Epic boasts 190 million patient records. The company, founded by a woman, is employee-owned and developer led.

“I wasn’t sure if it’s what I wanted to do, but I truly believe that with a lot of the data — recording treatments and outcomes — it’s more preventative. I like that,” she said.

Schroeder, Planells and Kesselring pose in Lafferre Hall.

Claire Schroeder, Alexis Planells and Lauren Kesselring will work as consulting analysts for Cerner Corporation.

Cerner Corporation snags three graduating bioengineering seniors

Three University of Missouri bioengineering May 2016 graduates have landed jobs with Cerner Corporation, a company positioned at the intersection of health care and information technology, recognized for its ability to securely share data between disparate systems. The three, Lauren Kesselring, Alexis Planells and Claire Schroeder, will work as consulting analysts for the company.

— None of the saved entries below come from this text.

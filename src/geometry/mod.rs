//! Geometry utilities for morse-lattice.
//!
//! This module provides the flat-layout [`Rect`] box type and the point
//! samplers used by enclosure maps.

pub mod rect;
pub mod sampling;

pub use rect::Rect;
pub use sampling::{SampleMode, center_point, corner_points, sample_points};
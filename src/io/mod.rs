//! Text formats: Morse-set CSV files and Graphviz descriptions.
//!
//! Readers take any [`std::io::Read`] and writers any [`std::io::Write`].

pub mod dot;
pub mod morse_sets;

pub use dot::{DotOptions, graph_to_dot, morse_graph_to_dot, write_dot};
pub use morse_sets::{load_morse_sets, num_morse_sets, save_morse_sets};
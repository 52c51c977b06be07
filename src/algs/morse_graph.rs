//! Morse graphs assembled from an external Morse decomposition.
//!
//! The recurrent components of the cell digraph and their partial order are
//! computed by a [`MorseDecomposer`]; Conley indices by a [`ConleyIndexSolver`].
//! This module only wires their results into a labeled
//! [`DirectedAcyclicGraph`].

use crate::algs::multivalued_map::compute_multivalued_map;
use crate::grid::CubicalGrid;
use crate::model::{MapKind, Model};
use crate::morse_error::MorseError;
use crate::topology::dag::DirectedAcyclicGraph;
use crate::topology::digraph::CellDigraph;
use rand::RngCore;
use rand::SeedableRng;
use rand::rngs::SmallRng;
use std::collections::{BTreeMap, BTreeSet};

/// Label of a node whose Conley index could not be computed.
pub const UNDEFINED_LABEL: &str = "Undefined";

/// Poset of recurrent components of a cell digraph.
pub trait MorseDecomposition {
    /// Number of Morse nodes.
    fn size(&self) -> usize;
    /// Cells of Morse node `node`.
    fn morse_set(&self, node: usize) -> Vec<usize>;
    /// Nodes covered by `node` in the poset.
    fn children(&self, node: usize) -> Vec<usize>;
}

/// Computes a [`MorseDecomposition`] of a digraph.
pub trait MorseDecomposer {
    type Output: MorseDecomposition;

    fn decompose(&self, digraph: &CellDigraph) -> Result<Self::Output, MorseError>;
}

/// Computes the Conley index of an isolated invariant set.
pub trait ConleyIndexSolver {
    /// One invariant string per homological degree, or `None` if undefined.
    ///
    /// `x` is the neighbourhood, `a` its exit set, `adjacency` the map on `x`.
    fn conley_index(
        &self,
        x: &[usize],
        a: &[usize],
        grid_size: &[usize],
        periodic: &[bool],
        adjacency: &BTreeMap<usize, Vec<usize>>,
        acyclic_check: bool,
    ) -> Option<Vec<String>>;
}

/// Morse graph together with the data it was built from.
#[derive(Clone, Debug, PartialEq)]
pub struct MorseGraphData {
    pub morse_graph: DirectedAcyclicGraph,
    /// `vertex_mapping[node]` is the Morse-graph vertex of decomposition node `node`.
    pub vertex_mapping: Vec<usize>,
    /// `morse_sets[vertex]` lists the cells of Morse-graph vertex `vertex`.
    pub morse_sets: Vec<Vec<usize>>,
    pub digraph: CellDigraph,
}

/// Vertex numbering `node -> size - 1 - node`.
fn reversed_numbering(size: usize) -> Vec<usize> {
    (0..size).map(|v| size - 1 - v).collect()
}

fn assemble<M: MorseDecomposition>(decomposition: &M, digraph: CellDigraph) -> MorseGraphData {
    let size = decomposition.size();
    let vertex_mapping = reversed_numbering(size);
    let mut morse_graph = DirectedAcyclicGraph::new();
    let mut morse_sets = vec![Vec::new(); size];
    for node in 0..size {
        morse_graph.add_vertex(vertex_mapping[node]);
        let mut cells = decomposition.morse_set(node);
        cells.sort_unstable();
        morse_sets[vertex_mapping[node]] = cells;
    }
    for u in 0..size {
        for v in decomposition.children(u) {
            if let Some(&mv) = vertex_mapping.get(v) {
                morse_graph.add_edge(vertex_mapping[u], mv);
            } else {
                log::warn!("decomposition node {u} lists unknown child {v}");
            }
        }
    }
    log::debug!(
        "Morse graph: {} nodes, {} edges",
        morse_graph.num_vertices(),
        morse_graph.num_edges()
    );
    MorseGraphData {
        morse_graph,
        vertex_mapping,
        morse_sets,
        digraph,
    }
}

/// Build the cell digraph of `model`, decompose it and return the Morse graph.
pub fn compute_morse_graph<D: MorseDecomposer>(
    model: &Model,
    decomposer: &D,
    rng: &mut dyn RngCore,
) -> Result<MorseGraphData, MorseError> {
    let digraph = compute_multivalued_map(model, rng)?;
    let decomposition = decomposer.decompose(&digraph)?;
    Ok(assemble(&decomposition, digraph))
}

/// Conley label of a node: `"(a, b, ..)"`, or [`UNDEFINED_LABEL`].
pub fn conley_label(index: Option<&[String]>) -> String {
    match index {
        Some(parts) if !parts.is_empty() => format!("({})", parts.join(", ")),
        _ => UNDEFINED_LABEL.to_string(),
    }
}

/// [`compute_morse_graph`] with every vertex labeled by its Conley index.
///
/// For a Morse set `M` the neighbourhood is `X = F(M)`, the exit set is
/// `A = X \ M`, and the solver receives the map `F` on the cells of `X`.
pub fn compute_conley_morse_graph<D, C>(
    model: &Model,
    decomposer: &D,
    conley: &C,
    acyclic_check: bool,
    rng: &mut dyn RngCore,
) -> Result<MorseGraphData, MorseError>
where
    D: MorseDecomposer,
    C: ConleyIndexSolver + ?Sized,
{
    let mut data = compute_morse_graph(model, decomposer, rng)?;
    let grid_size = model.grid().grid_size();
    for (vertex, cells) in data.morse_sets.iter().enumerate() {
        let morse_set: BTreeSet<usize> = cells.iter().copied().collect();
        let x_cells: BTreeSet<usize> = cells
            .iter()
            .flat_map(|&u| data.digraph.adjacencies(u))
            .collect();
        let adjacency = data.digraph.local_map(&x_cells);
        let a: Vec<usize> = x_cells.difference(&morse_set).copied().collect();
        let x: Vec<usize> = x_cells.into_iter().collect();
        let index = conley.conley_index(
            &x,
            &a,
            grid_size,
            model.periodic(),
            &adjacency,
            acyclic_check,
        );
        let label = conley_label(index.as_deref());
        log::trace!("Morse node {vertex}: |X| = {}, |A| = {}, index {label}", x.len(), a.len());
        data.morse_graph.set_vertex_label(vertex, label)?;
    }
    Ok(data)
}

/// Conley-Morse graph of the multivalued map given by `edges` on a grid of
/// `grid_size` cells over the unit box.
///
/// Also returns the successor table built from `edges`.
pub fn morse_graph_from_edges<D, C>(
    edges: &[(usize, usize)],
    grid_size: &[usize],
    decomposer: &D,
    conley: &C,
) -> Result<(MorseGraphData, Vec<Vec<usize>>), MorseError>
where
    D: MorseDecomposer,
    C: ConleyIndexSolver + ?Sized,
{
    let dim = grid_size.len();
    let grid = CubicalGrid::new(vec![0.0; dim], vec![1.0; dim], grid_size.to_vec())?;
    let mut table = vec![Vec::new(); grid.size()];
    for &(u, v) in edges {
        let row = table.get_mut(u).ok_or(MorseError::CellOutOfRange {
            index: u,
            num_cells: grid.size(),
        })?;
        row.push(v);
    }
    let model = Model::new(grid, MapKind::GraphMap(table.clone()))?;
    // a graph map never draws random numbers
    let mut rng = SmallRng::seed_from_u64(0);
    let data = compute_conley_morse_graph(&model, decomposer, conley, true, &mut rng)?;
    Ok((data, table))
}

/// `true` for labels of the form `(0, 0, .., 0)`.
fn is_trivial_label(label: &str) -> bool {
    label
        .strip_prefix('(')
        .and_then(|s| s.strip_suffix(')'))
        .is_some_and(|inner| inner.split(',').all(|part| part.trim() == "0"))
}

/// Conley-Morse graph restricted to nodes with a non-trivial Conley index.
///
/// Kept nodes are joined when one reaches the other in the full graph, then
/// transitively implied edges are removed. Vertex labels are kept.
pub fn non_trivial_cm_graph(morse_graph: &DirectedAcyclicGraph) -> Result<DirectedAcyclicGraph, MorseError> {
    let mut kept = BTreeSet::new();
    let mut graph = DirectedAcyclicGraph::new();
    for v in morse_graph.vertices() {
        let label = morse_graph.vertex_label(v)?;
        if !is_trivial_label(label) {
            kept.insert(v);
            graph.add_vertex_with_label(v, label);
        }
    }
    for &v in &kept {
        for w in morse_graph.descendants(v) {
            if w != v && kept.contains(&w) {
                graph.add_edge(v, w);
            }
        }
    }
    graph.reduce_transitive_edges()?;
    Ok(graph)
}

#[cfg(test)]
mod tests {
    use super::*;

    struct Fixed {
        sets: Vec<Vec<usize>>,
        children: Vec<Vec<usize>>,
    }

    impl MorseDecomposition for Fixed {
        fn size(&self) -> usize {
            self.sets.len()
        }
        fn morse_set(&self, node: usize) -> Vec<usize> {
            self.sets[node].clone()
        }
        fn children(&self, node: usize) -> Vec<usize> {
            self.children[node].clone()
        }
    }

    struct FixedDecomposer;

    impl MorseDecomposer for FixedDecomposer {
        type Output = Fixed;
        fn decompose(&self, digraph: &CellDigraph) -> Result<Fixed, MorseError> {
            assert_eq!(digraph.num_vertices(), 3);
            // 0 <-> 0 and 2 <-> 2 are recurrent; 1 flows into both
            Ok(Fixed {
                sets: vec![vec![0], vec![2]],
                children: vec![vec![], vec![]],
            })
        }
    }

    struct CountingConley;

    impl ConleyIndexSolver for CountingConley {
        fn conley_index(
            &self,
            x: &[usize],
            a: &[usize],
            _grid_size: &[usize],
            _periodic: &[bool],
            adjacency: &BTreeMap<usize, Vec<usize>>,
            _acyclic_check: bool,
        ) -> Option<Vec<String>> {
            assert_eq!(adjacency.len(), x.len());
            if a.is_empty() {
                Some(vec!["1".into(), "0".into()])
            } else {
                None
            }
        }
    }

    #[test]
    fn reversed_vertex_numbering() {
        assert_eq!(reversed_numbering(3), vec![2, 1, 0]);
        assert!(reversed_numbering(0).is_empty());
    }

    #[test]
    fn labels() {
        assert_eq!(conley_label(Some(&["1".to_string(), "0".to_string()][..])), "(1, 0)");
        assert_eq!(conley_label(None), UNDEFINED_LABEL);
        assert!(is_trivial_label("(0, 0, 0)"));
        assert!(!is_trivial_label("(1, 0)"));
        assert!(!is_trivial_label(UNDEFINED_LABEL));
    }

    #[test]
    fn conley_morse_graph_from_edges() {
        let edges = [(0, 0), (1, 0), (1, 2), (2, 2)];
        let (data, table) = morse_graph_from_edges(&edges, &[3], &FixedDecomposer, &CountingConley).unwrap();
        assert_eq!(table, vec![vec![0], vec![0, 2], vec![2]]);
        assert_eq!(data.vertex_mapping, vec![1, 0]);
        assert_eq!(data.morse_sets, vec![vec![2], vec![0]]);
        assert_eq!(data.morse_graph.num_vertices(), 2);
        assert_eq!(data.morse_graph.vertex_label(0).unwrap(), "(1, 0)");
    }

    #[test]
    fn trivial_nodes_are_skipped_but_order_is_kept() {
        let mut g = DirectedAcyclicGraph::new();
        g.add_vertex_with_label(0, "(0, 1)");
        g.add_vertex_with_label(1, "(0, 0)");
        g.add_vertex_with_label(2, "(1, 0)");
        g.add_vertex_with_label(3, "(1, 0)");
        g.add_edge(0, 1);
        g.add_edge(1, 2);
        g.add_edge(0, 3);
        g.add_edge(3, 2);
        let nt = non_trivial_cm_graph(&g).unwrap();
        assert_eq!(nt.vertices().collect::<Vec<_>>(), vec![0, 2, 3]);
        assert_eq!(nt.edges().collect::<Vec<_>>(), vec![(0, 3), (3, 2)]);
        assert_eq!(nt.vertex_label(3).unwrap(), "(1, 0)");
    }
}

“Typically, this will involve traveling to the clinical sites were [we] will meet with clients to assess their system and implement education on Cerner-specific software services,” Schroeder said. “By maximizing the efficiency of of technology in healthcare, the result will be a reduction in errors, unnecessary spending and an overall improvement of healthcare treatment, which in turn saves lives.”

All three women were top students at MU, engaged in various activities outside the classroom as well as excelling in their coursework.

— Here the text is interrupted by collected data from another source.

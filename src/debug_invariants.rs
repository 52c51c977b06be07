//! Structural self-checks for graph containers.
//!
//! Implementors only describe how to validate themselves; the assertion
//! wrapper is compiled in for debug builds or with the `check-invariants`
//! feature and is a no-op otherwise.

use crate::morse_error::MorseError;

/// Trait for validating data structure invariants.
pub trait DebugInvariants {
    /// Validate invariants and return the first violation found.
    fn validate_invariants(&self) -> Result<(), MorseError>;

    /// Panic on a violation when invariant checking is enabled.
    fn debug_assert_invariants(&self) {
        crate::debug_invariants!(self.validate_invariants(), std::any::type_name::<Self>());
    }
}

/// Run a fallible check and panic with `context` on error when invariant
/// checking is enabled.
#[macro_export]
macro_rules! debug_invariants {
    ($expr:expr, $context:expr) => {
        #[cfg(any(debug_assertions, feature = "check-invariants"))]
        if let Err(e) = $expr {
            panic!("[invariants] {}: {}", $context, e);
        }
    };
}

“While I have been at Mizzou, I have been involved in undergraduate research and student organizations,” said Planells. “Both of these extracurricular activities have shaped me into a leader and a good communicator, which is what will make me a good consultant.”

Kesselring said she also attributes success at being chosen by Cerner to her extracurricular activities.

“I believe a big part of landing this position can be attributed to participating in undergraduate research, and the problem solving and leadership skills I gained through the experience,” she said.

Schroeder agrees. “One of the many great things about Mizzou is the opportunity students have to get involved and network,” she said. “Just as an example, this past school year I served as the co-president for the Engineers’ Club/St. Pat’s Board, under the expert guidance of [bioengineering Associate Professor] Dr. Borgelt, one of our faculty advisors. During this time, I learned a great deal about leadership and being able to facilitate participation and collaboration among a large group of peers to execute one of the largest and the oldest celebrations of Engineers’ Week in the country.

“The best attribute of an engineering degree from Mizzou is not only the education you receive, but the skills and abilities you gain outside of the classroom.  The College of Engineering fosters an environment for well-rounded leaders, whom employers seek among applicants,” Schroeder added.

All three women have regularly been featured on the Dean’s List for their academic excellence. Planells was first author on a paper published as a result of her undergraduate research and Schroeder was active in Mizzou Alternative Breaks and was named the department’s outstanding senior.